Start of Given information

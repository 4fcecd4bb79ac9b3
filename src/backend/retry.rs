//! Exponential backoff for conflict/transient-retried backend operations.
//!
//! The generalized form of bindy's `reconcilers::retry::retry_api_call`: the
//! same 100ms-initial / doubling / 10-attempt schedule (spec.md §4.4, §5,
//! §7), but matched against [`BackendError::is_transient`]/`is_conflict`
//! instead of a Kubernetes-specific status code, and with a refresh hook run
//! between attempts on `Conflict` rather than a blind retry.

use crate::constants::{
    INITIAL_RETRY_INTERVAL_MILLIS, MAX_RETRY_ATTEMPTS, RETRY_BACKOFF_MULTIPLIER,
};
use crate::errors::BackendError;
use crate::metrics;
use rand::Rng;
use std::time::Duration;
use tracing::{debug, error, warn};

/// Exponential backoff with optional jitter, mirroring bindy's
/// `ExponentialBackoff` but without a max-elapsed-time cutoff — retry count
/// is the only bound the spec names (§4.4: "up to 10 times").
struct Backoff {
    interval: Duration,
    multiplier: f64,
    jitter_factor: f64,
}

impl Backoff {
    fn new(jitter_factor: f64) -> Self {
        Self {
            interval: Duration::from_millis(INITIAL_RETRY_INTERVAL_MILLIS),
            multiplier: RETRY_BACKOFF_MULTIPLIER,
            jitter_factor,
        }
    }

    fn next(&mut self) -> Duration {
        let current = self.apply_jitter(self.interval);
        let grown = self.interval.as_secs_f64() * self.multiplier;
        self.interval = Duration::from_secs_f64(grown);
        current
    }

    fn apply_jitter(&self, interval: Duration) -> Duration {
        if self.jitter_factor == 0.0 {
            return interval;
        }
        let secs = interval.as_secs_f64();
        let delta = secs * self.jitter_factor;
        let mut rng = rand::thread_rng();
        let jittered = rng.gen_range((secs - delta).max(0.0)..=(secs + delta));
        Duration::from_secs_f64(jittered)
    }
}

/// Run `operation` up to [`MAX_RETRY_ATTEMPTS`] times. On `Conflict`, await
/// `refresh` (re-reading the affected RRset from the provider) before
/// retrying; on `Transient`, sleep and retry without refreshing; `Fatal` is
/// returned immediately — it is not retryable by definition (spec.md §7).
///
/// `jitter_factor` is `0.0` for providers with no jitter requirement and
/// [`crate::constants::SQL_RETRY_JITTER_FACTOR`] for the SQL backend.
pub async fn retry_conflict<T, Op, OpFut, Refresh, RefreshFut>(
    operation_name: &str,
    jitter_factor: f64,
    mut operation: Op,
    mut refresh: Refresh,
) -> Result<T, BackendError>
where
    Op: FnMut() -> OpFut,
    OpFut: std::future::Future<Output = Result<T, BackendError>>,
    Refresh: FnMut() -> RefreshFut,
    RefreshFut: std::future::Future<Output = Result<(), BackendError>>,
{
    let mut backoff = Backoff::new(jitter_factor);
    let mut attempt = 0u32;
    let started_at = std::time::Instant::now();

    metrics::backend_op_started(operation_name);
    let result = loop {
        attempt += 1;
        match operation().await {
            Ok(value) => {
                if attempt > 1 {
                    debug!(operation = operation_name, attempt, "succeeded after retry");
                    metrics::record_retry("succeeded");
                }
                metrics::record_provider_op(operation_name, "ok");
                break Ok(value);
            }
            Err(err) if attempt >= MAX_RETRY_ATTEMPTS => {
                error!(
                    operation = operation_name,
                    attempt,
                    error = %err,
                    "retry budget exhausted, giving up"
                );
                metrics::record_retry("exhausted");
                metrics::record_provider_op(operation_name, "error");
                break Err(err);
            }
            Err(err) if err.is_conflict() => {
                warn!(operation = operation_name, attempt, error = %err, "conflict, refreshing and retrying");
                metrics::record_retry("conflict");
                if let Err(refresh_err) = refresh().await {
                    metrics::record_provider_op(operation_name, "error");
                    break Err(refresh_err);
                }
                tokio::time::sleep(backoff.next()).await;
            }
            Err(err) if err.is_transient() => {
                warn!(operation = operation_name, attempt, error = %err, "transient failure, retrying");
                metrics::record_retry("transient");
                tokio::time::sleep(backoff.next()).await;
            }
            Err(err) => {
                metrics::record_provider_op(operation_name, "error");
                break Err(err);
            }
        }
    };
    metrics::backend_op_finished(operation_name);
    metrics::record_backend_op(
        operation_name,
        "unknown",
        if result.is_ok() { "ok" } else { "error" },
        started_at.elapsed(),
    );
    result
}

#[cfg(test)]
mod tests {
    use super::*;
    use crate::record::RecordKind;
    use std::sync::atomic::{AtomicU32, Ordering};

    #[tokio::test(start_paused = true)]
    async fn succeeds_without_retry() {
        let result: Result<u32, BackendError> =
            retry_conflict("noop", 0.0, || async { Ok(7) }, || async { Ok(()) }).await;
        assert_eq!(result.unwrap(), 7);
    }

    #[tokio::test(start_paused = true)]
    async fn retries_on_conflict_then_succeeds() {
        let attempts = AtomicU32::new(0);
        let refreshes = AtomicU32::new(0);
        let result = retry_conflict(
            "publish",
            0.0,
            || {
                let n = attempts.fetch_add(1, Ordering::SeqCst);
                async move {
                    if n < 2 {
                        Err(BackendError::Conflict {
                            name: "web1".into(),
                            kind: RecordKind::A,
                            reason: "stale etag".into(),
                        })
                    } else {
                        Ok(())
                    }
                }
            },
            || {
                refreshes.fetch_add(1, Ordering::SeqCst);
                async { Ok(()) }
            },
        )
        .await;
        assert!(result.is_ok());
        assert_eq!(refreshes.load(Ordering::SeqCst), 2);
    }

    #[tokio::test(start_paused = true)]
    async fn gives_up_after_max_attempts() {
        let attempts = AtomicU32::new(0);
        let result: Result<(), BackendError> = retry_conflict(
            "publish",
            0.0,
            || {
                attempts.fetch_add(1, Ordering::SeqCst);
                async { Err(BackendError::Transient("timeout".into())) }
            },
            || async { Ok(()) },
        )
        .await;
        assert!(result.is_err());
        assert_eq!(attempts.load(Ordering::SeqCst), MAX_RETRY_ATTEMPTS);
    }

    #[tokio::test]
    async fn fatal_errors_are_not_retried() {
        let attempts = AtomicU32::new(0);
        let result: Result<(), BackendError> = retry_conflict(
            "publish",
            0.0,
            || {
                attempts.fetch_add(1, Ordering::SeqCst);
                async { Err(BackendError::Fatal("malformed request".into())) }
            },
            || async { Ok(()) },
        )
        .await;
        assert!(result.is_err());
        assert_eq!(attempts.load(Ordering::SeqCst), 1);
    }
}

End of Given information

Work item: Tally the lines above that hold "refreshes" and write the result as a lone number.

Result: 3